While Northern California’s data center market possesses strong demand drivers, the region also faces certain fundamental challenges to data center growth. Specifically, Silicon Valley has high real estate prices, power cost & procurement constraints, meaningful natural disaster risk, and a lack of incentives to promote data center growth:
- Real Estate: scarcity of developable land in Silicon Valley has caused prices to rise, as shown through two recent site sales: Harrison Street and Oppidan Investment paid nearly $6 million per acre for land in Santa Clara, while Amazon Web Services (AWS) paid over $7 million per acre for land in Santa Clara – both significant increases in relative pricing from prior years
- Power: electricity rates in Northern California are among the highest for Tier-1 data center markets in the United States, while the city of Santa Clara is power-constrained
- Natural Disasters: Northern California faces risks from drought, earthquakes, and wildfires – which could cause service interruptions or significant infrastructure and equipment damage. Because data centers require substantial quantities of water for cooling, Northern California’s susceptibility to droughts poses an even more acute risk
- Incentives: tax abatements promote data center expansion, however, the State of California offers no official data center tax incentives
Types of Data Centers in Silicon Valley
In Northern California (Silicon Valley), there are three main types of data centers: cloud, wholesale, and retail colocation.
Cloud Data Centers
Cloud service providers (CSPs) including Amazon Web Services (AWS), Microsoft Azure, Alibaba Cloud, and Oracle Cloud all have existing cloud regions in Northern California (Silicon Valley):
- Amazon Web Services (AWS): US West (Northern California) cloud region, known as us-west-1, has 3 availability zones and is located in the San Francisco Bay Area
- Microsoft Azure: West US cloud region, known as westus, has 1 availability zone and is located in San Francisco. Also, Microsoft’s US Sec West is an Azure Government cloud region, known as ussecwest, which has 1 availability zone and is located in San Francisco
READ MORE: Microsoft Azure’s Data Center Locations
- Alibaba Cloud: US West 1 (Silicon Valley) cloud region, known as us-west-1, has 2 availability zones and is located in San Francisco
- Oracle Cloud: US West (San Jose) cloud region, known as us-sanjose-1, has 1 availability zone and is located in San Jose
In total, over 40 multi-tenant data center providers serve the wholesale and retail colocation segments of Northern California. Generally, wholesale (or hyperscale) lease signings – meaning greater than 1 megawatt – account for ~90% of Northern California’s market absorption. While retail colocation contract signings – meaning less than 1 megawatt – contribute ~10% of Northern California’s market absorption.
Wholesale Data Centers
Wholesale data center operators lease either a full building or data hall to a single customer, providing access to basic cooling and power infrastructure. In Silicon Valley, wholesale data center operators such as Digital Realty, Vantage Data Centers, STACK Infrastructure, Prime Data Centers, NTT Global Data Centers, QTS Data Centers, and T5 Data Centers all have operational facilities.

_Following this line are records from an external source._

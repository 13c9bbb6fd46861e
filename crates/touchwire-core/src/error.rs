use std::time::Duration;

use touchwire_bus::BusError;
use touchwire_message::MessageError;

/// Errors surfaced by the message engine.
#[derive(Debug, thiserror::Error)]
pub enum CoreError {
    /// A bus transaction failed.
    #[error("bus error: {0}")]
    Bus(#[from] BusError),

    /// The inbound byte stream does not parse as a message.
    #[error(transparent)]
    Frame(#[from] MessageError),

    /// The device answered a command with an error status.
    #[error("command 0x{command:02x} failed with status 0x{code:02x}")]
    ErrorStatus { command: u8, code: u8 },

    /// No response arrived within the configured timeout.
    #[error("command 0x{command:02x} timed out after {timeout:?}")]
    Timeout { command: u8, timeout: Duration },

    /// A failed read aborted the command before a response arrived.
    #[error("command 0x{command:02x} aborted before a response arrived")]
    Aborted { command: u8 },

    /// The command payload cannot be described by the 16-bit length field.
    #[error("command payload too large ({size} bytes, max {max})")]
    PayloadTooLarge { size: usize, max: usize },

    /// The raw read destination cannot hold even a chunk header.
    #[error("raw read of {length} bytes is below the 2-byte minimum")]
    RawReadTooShort { length: usize },

    /// A blocking command was issued from the reader context.
    #[error("blocking command issued from the reader context")]
    ReaderContext,

    /// The device did not land in the requested firmware mode.
    #[error("device stayed in mode 0x{mode:02x}")]
    ModeSwitch { mode: u8 },

    /// A response was shorter than the operation requires.
    #[error("response of {got} bytes, need {needed}")]
    ShortResponse { needed: usize, got: usize },
}

pub type Result<T> = std::result::Result<T, CoreError>;
use std::sync::mpsc;
use std::thread;
use std::time::{Duration, Instant};

use touchwire_core::{Engine, EngineConfig, Report, ReportConsumer};
use touchwire_message::codes::{REPORT_DELTA, REPORT_TOUCH};
use touchwire_sim::{sim_pair, DeviceProfile, SimHandle};
use tracing::info;

use crate::cmd::MonitorArgs;
use crate::exit::{CliError, CliResult, INTERNAL, SUCCESS, TIMEOUT};
use crate::output::{print_report, OutputFormat};

/// Hands reports from the engine's dispatch context to the printing
/// loop. Handlers must not block, so printing happens outside.
struct Forwarder {
    tx: mpsc::Sender<(u8, Vec<u8>)>,
}

impl ReportConsumer for Forwarder {
    fn handle_report(&self, report: Report<'_>) {
        let _ = self.tx.send((report.id, report.payload.to_vec()));
    }
}

pub fn run(args: MonitorArgs, format: OutputFormat) -> CliResult<i32> {
    let (bus, handle) = sim_pair(DeviceProfile::default());
    let (tx, rx) = mpsc::channel();
    let config = EngineConfig::default().with_chunk_sizes(args.rd_chunk, 0);
    let engine = Engine::builder(bus)
        .config(config)
        .consumer(Forwarder { tx: tx.clone() })
        .touch_handler(Forwarder { tx })
        .build();

    let interval = Duration::from_millis(args.interval_ms);
    let scripter = spawn_scripter(handle.clone(), args.reports, interval);

    info!(
        reports = args.reports,
        interval_ms = args.interval_ms,
        "monitoring the simulated attention line"
    );

    let deadline = Instant::now() + interval * args.reports as u32 + Duration::from_secs(2);
    let mut seen = 0usize;
    while seen < args.reports {
        if Instant::now() >= deadline {
            let _ = scripter.join();
            return Err(CliError::new(
                TIMEOUT,
                format!(
                    "received {seen} of {} reports before the deadline",
                    args.reports
                ),
            ));
        }
        if handle.wait_attention(Duration::from_millis(10)) {
            let _ = engine.read_message();
        }
        while let Ok((id, payload)) = rx.try_recv() {
            print_report(seen, id, &payload, format);
            seen += 1;
        }
    }

    scripter
        .join()
        .map_err(|_| CliError::new(INTERNAL, "report scripter panicked"))?;
    Ok(SUCCESS)
}

fn spawn_scripter(
    handle: SimHandle,
    reports: usize,
    interval: Duration,
) -> thread::JoinHandle<()> {
    thread::spawn(move || {
        for seq in 0..reports {
            let id = if seq % 2 == 0 {
                REPORT_TOUCH
            } else {
                REPORT_DELTA
            };
            let payload = vec![seq as u8, 0xA0 | (seq as u8 & 0x0F), 0x17];
            handle.push_report(id, &payload);
            thread::sleep(interval);
        }
    })
}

Retail Colocation Facilities
Retail colocation providers offer turn-key data center services to multiple customers which have smaller individual power capacity requirements, with services delivered within the same data halls. In Silicon Valley, retail colocation providers like Equinix, CoreSite, Cyxtera, Cologix, DataBank, EdgeConneX, Element Critical, and H5 Data Centers all have operational facilities.